Go over the listing below line by line, and return each one holding the string "exponent".
___ DATA
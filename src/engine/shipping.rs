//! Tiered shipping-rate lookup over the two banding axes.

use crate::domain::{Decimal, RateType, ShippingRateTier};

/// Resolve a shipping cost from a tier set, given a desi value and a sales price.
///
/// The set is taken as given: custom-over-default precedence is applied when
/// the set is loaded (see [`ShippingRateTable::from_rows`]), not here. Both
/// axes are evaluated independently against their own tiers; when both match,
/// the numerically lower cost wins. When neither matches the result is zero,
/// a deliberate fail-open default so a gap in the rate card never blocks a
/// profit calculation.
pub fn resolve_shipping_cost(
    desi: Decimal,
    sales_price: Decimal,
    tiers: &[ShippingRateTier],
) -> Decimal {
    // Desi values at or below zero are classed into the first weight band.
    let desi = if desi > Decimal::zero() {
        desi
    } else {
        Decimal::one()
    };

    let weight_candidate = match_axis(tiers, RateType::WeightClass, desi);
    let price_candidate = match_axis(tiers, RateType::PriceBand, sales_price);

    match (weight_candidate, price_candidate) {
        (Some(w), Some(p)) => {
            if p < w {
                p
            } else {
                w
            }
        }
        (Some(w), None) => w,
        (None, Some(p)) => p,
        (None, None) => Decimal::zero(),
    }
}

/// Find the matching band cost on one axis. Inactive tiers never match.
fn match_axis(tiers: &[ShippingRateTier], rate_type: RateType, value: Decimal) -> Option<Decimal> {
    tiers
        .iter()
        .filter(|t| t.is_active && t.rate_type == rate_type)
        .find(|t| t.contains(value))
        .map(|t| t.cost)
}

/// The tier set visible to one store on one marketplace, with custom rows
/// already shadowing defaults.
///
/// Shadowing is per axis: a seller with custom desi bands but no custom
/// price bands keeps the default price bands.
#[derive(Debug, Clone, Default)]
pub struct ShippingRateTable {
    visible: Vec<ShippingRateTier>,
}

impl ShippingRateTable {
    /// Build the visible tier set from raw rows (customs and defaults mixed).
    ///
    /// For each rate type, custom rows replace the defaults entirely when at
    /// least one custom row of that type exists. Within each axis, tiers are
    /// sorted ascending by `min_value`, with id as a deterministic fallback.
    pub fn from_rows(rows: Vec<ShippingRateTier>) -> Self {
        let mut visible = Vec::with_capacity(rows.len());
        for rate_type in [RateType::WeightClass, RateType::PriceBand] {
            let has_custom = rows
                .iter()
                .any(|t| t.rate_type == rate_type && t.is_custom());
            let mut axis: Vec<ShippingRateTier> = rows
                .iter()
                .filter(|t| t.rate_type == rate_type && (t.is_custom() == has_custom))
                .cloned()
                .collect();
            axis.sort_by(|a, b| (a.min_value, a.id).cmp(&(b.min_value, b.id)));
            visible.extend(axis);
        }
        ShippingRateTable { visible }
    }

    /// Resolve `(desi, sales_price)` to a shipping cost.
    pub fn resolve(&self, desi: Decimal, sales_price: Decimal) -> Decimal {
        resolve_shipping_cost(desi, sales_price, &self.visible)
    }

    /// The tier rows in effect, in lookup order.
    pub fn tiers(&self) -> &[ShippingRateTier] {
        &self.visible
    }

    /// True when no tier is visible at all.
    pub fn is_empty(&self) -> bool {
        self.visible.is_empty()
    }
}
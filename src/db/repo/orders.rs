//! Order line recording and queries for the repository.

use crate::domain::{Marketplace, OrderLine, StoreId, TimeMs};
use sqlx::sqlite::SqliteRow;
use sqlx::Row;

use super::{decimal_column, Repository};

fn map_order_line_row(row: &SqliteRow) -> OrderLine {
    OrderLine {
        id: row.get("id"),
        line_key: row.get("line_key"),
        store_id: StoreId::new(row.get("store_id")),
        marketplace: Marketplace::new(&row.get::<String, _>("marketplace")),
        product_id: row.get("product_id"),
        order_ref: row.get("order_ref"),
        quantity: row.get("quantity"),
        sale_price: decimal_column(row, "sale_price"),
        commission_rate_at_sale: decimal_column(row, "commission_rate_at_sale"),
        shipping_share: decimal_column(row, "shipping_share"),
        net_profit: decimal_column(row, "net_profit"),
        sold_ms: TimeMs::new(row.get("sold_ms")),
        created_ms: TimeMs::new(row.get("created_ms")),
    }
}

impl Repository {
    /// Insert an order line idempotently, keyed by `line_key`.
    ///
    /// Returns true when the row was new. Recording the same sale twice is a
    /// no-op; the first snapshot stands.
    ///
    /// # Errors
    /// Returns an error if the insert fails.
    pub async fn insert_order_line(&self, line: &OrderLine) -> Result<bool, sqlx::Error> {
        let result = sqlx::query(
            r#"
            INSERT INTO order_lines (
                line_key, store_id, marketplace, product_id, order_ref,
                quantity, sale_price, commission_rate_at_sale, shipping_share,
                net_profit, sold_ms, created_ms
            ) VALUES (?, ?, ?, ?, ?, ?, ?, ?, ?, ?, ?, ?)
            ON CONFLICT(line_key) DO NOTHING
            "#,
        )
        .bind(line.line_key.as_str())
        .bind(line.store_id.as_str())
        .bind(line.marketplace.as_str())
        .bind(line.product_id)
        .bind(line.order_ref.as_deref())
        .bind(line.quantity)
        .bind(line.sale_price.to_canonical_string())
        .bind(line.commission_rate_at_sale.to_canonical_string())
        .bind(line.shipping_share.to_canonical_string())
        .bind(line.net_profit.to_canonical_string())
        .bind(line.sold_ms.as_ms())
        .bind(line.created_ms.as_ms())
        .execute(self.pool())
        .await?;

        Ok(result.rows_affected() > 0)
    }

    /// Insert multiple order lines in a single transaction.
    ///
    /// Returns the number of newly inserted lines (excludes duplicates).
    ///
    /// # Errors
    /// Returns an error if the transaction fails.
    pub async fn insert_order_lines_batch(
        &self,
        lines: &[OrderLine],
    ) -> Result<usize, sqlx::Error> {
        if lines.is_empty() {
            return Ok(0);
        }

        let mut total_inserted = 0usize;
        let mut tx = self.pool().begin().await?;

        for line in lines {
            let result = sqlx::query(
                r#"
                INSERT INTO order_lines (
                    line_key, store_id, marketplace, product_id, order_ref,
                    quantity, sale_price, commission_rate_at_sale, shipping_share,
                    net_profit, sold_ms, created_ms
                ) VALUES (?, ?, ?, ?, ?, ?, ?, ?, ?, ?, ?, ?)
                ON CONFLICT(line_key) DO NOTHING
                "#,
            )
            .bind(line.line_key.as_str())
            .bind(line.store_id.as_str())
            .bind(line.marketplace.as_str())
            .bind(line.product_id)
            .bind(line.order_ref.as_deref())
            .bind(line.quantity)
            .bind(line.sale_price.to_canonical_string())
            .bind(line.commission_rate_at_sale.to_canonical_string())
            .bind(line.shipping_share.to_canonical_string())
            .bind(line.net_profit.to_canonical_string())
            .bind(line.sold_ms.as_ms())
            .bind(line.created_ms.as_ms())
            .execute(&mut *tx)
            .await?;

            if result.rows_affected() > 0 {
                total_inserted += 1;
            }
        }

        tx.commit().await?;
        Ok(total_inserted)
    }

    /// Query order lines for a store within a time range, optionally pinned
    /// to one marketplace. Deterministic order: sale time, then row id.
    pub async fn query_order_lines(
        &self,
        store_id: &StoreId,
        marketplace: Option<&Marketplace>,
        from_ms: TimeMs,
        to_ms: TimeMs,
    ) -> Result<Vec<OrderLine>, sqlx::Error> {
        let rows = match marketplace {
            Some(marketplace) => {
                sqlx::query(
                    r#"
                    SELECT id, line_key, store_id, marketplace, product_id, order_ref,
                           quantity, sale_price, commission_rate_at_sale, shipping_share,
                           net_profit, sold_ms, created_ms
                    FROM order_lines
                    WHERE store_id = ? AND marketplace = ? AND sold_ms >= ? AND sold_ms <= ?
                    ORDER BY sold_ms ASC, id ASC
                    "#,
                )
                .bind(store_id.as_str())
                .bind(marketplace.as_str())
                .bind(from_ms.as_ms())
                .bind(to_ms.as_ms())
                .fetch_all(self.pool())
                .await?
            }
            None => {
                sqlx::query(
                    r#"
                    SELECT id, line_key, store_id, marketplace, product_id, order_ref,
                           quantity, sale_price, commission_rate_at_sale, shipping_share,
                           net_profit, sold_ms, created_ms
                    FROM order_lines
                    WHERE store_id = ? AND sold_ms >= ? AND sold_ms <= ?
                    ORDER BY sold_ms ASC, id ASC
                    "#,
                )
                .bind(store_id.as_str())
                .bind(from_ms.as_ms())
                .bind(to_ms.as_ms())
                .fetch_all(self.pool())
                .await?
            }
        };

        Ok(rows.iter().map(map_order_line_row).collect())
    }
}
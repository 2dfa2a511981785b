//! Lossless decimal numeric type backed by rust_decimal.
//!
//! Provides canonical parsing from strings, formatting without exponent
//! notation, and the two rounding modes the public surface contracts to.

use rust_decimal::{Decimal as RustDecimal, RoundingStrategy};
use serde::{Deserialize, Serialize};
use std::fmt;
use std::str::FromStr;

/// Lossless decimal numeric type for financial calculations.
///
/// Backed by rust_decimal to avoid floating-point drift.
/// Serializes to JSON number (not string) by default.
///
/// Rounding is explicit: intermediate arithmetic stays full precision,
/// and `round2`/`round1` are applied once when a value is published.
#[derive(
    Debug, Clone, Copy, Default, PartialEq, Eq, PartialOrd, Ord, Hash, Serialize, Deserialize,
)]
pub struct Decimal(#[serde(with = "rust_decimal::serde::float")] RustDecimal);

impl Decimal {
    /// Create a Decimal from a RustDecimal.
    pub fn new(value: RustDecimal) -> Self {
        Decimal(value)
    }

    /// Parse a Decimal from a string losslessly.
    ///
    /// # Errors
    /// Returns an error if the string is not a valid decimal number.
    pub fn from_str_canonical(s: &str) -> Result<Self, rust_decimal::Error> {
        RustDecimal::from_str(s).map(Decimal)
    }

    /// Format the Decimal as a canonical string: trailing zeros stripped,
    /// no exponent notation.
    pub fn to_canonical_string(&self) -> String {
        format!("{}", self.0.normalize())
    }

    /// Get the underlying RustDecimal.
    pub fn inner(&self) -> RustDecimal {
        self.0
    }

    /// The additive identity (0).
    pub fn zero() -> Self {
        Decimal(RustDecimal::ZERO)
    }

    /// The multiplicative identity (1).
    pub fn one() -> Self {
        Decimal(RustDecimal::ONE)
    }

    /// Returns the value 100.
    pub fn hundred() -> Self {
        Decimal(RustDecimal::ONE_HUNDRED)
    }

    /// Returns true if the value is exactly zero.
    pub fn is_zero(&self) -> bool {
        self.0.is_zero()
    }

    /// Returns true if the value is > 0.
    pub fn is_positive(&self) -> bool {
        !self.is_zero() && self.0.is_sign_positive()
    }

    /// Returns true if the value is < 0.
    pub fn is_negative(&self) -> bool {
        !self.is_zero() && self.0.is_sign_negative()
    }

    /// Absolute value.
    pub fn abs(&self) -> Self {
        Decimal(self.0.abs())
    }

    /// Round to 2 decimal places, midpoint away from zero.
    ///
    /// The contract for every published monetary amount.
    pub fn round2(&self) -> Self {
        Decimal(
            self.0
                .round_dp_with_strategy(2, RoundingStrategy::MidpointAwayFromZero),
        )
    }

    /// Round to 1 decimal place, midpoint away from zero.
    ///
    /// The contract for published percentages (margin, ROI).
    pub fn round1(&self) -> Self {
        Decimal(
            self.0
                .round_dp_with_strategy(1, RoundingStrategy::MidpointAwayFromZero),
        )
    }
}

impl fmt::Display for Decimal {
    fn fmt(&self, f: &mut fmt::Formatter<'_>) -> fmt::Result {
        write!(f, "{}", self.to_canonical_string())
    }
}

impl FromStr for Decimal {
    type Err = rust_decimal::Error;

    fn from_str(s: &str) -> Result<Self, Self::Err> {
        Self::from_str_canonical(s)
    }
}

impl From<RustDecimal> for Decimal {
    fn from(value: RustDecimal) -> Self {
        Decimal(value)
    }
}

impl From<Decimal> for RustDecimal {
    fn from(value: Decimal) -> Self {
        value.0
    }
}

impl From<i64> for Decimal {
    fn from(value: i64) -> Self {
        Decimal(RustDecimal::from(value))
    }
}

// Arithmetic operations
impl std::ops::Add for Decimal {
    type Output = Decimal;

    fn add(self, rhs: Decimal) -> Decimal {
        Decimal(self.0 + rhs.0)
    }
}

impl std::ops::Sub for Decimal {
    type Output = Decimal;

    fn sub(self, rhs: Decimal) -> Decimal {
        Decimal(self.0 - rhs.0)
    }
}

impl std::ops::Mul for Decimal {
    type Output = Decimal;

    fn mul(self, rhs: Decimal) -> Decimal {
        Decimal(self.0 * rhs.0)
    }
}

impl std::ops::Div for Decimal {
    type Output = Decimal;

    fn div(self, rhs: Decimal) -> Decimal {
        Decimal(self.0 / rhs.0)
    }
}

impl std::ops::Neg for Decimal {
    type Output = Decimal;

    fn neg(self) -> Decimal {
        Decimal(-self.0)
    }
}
______
ANSWER BELOW:
//! Provides canonical parsing from strings, formatting without exponent
    /// no exponent notation.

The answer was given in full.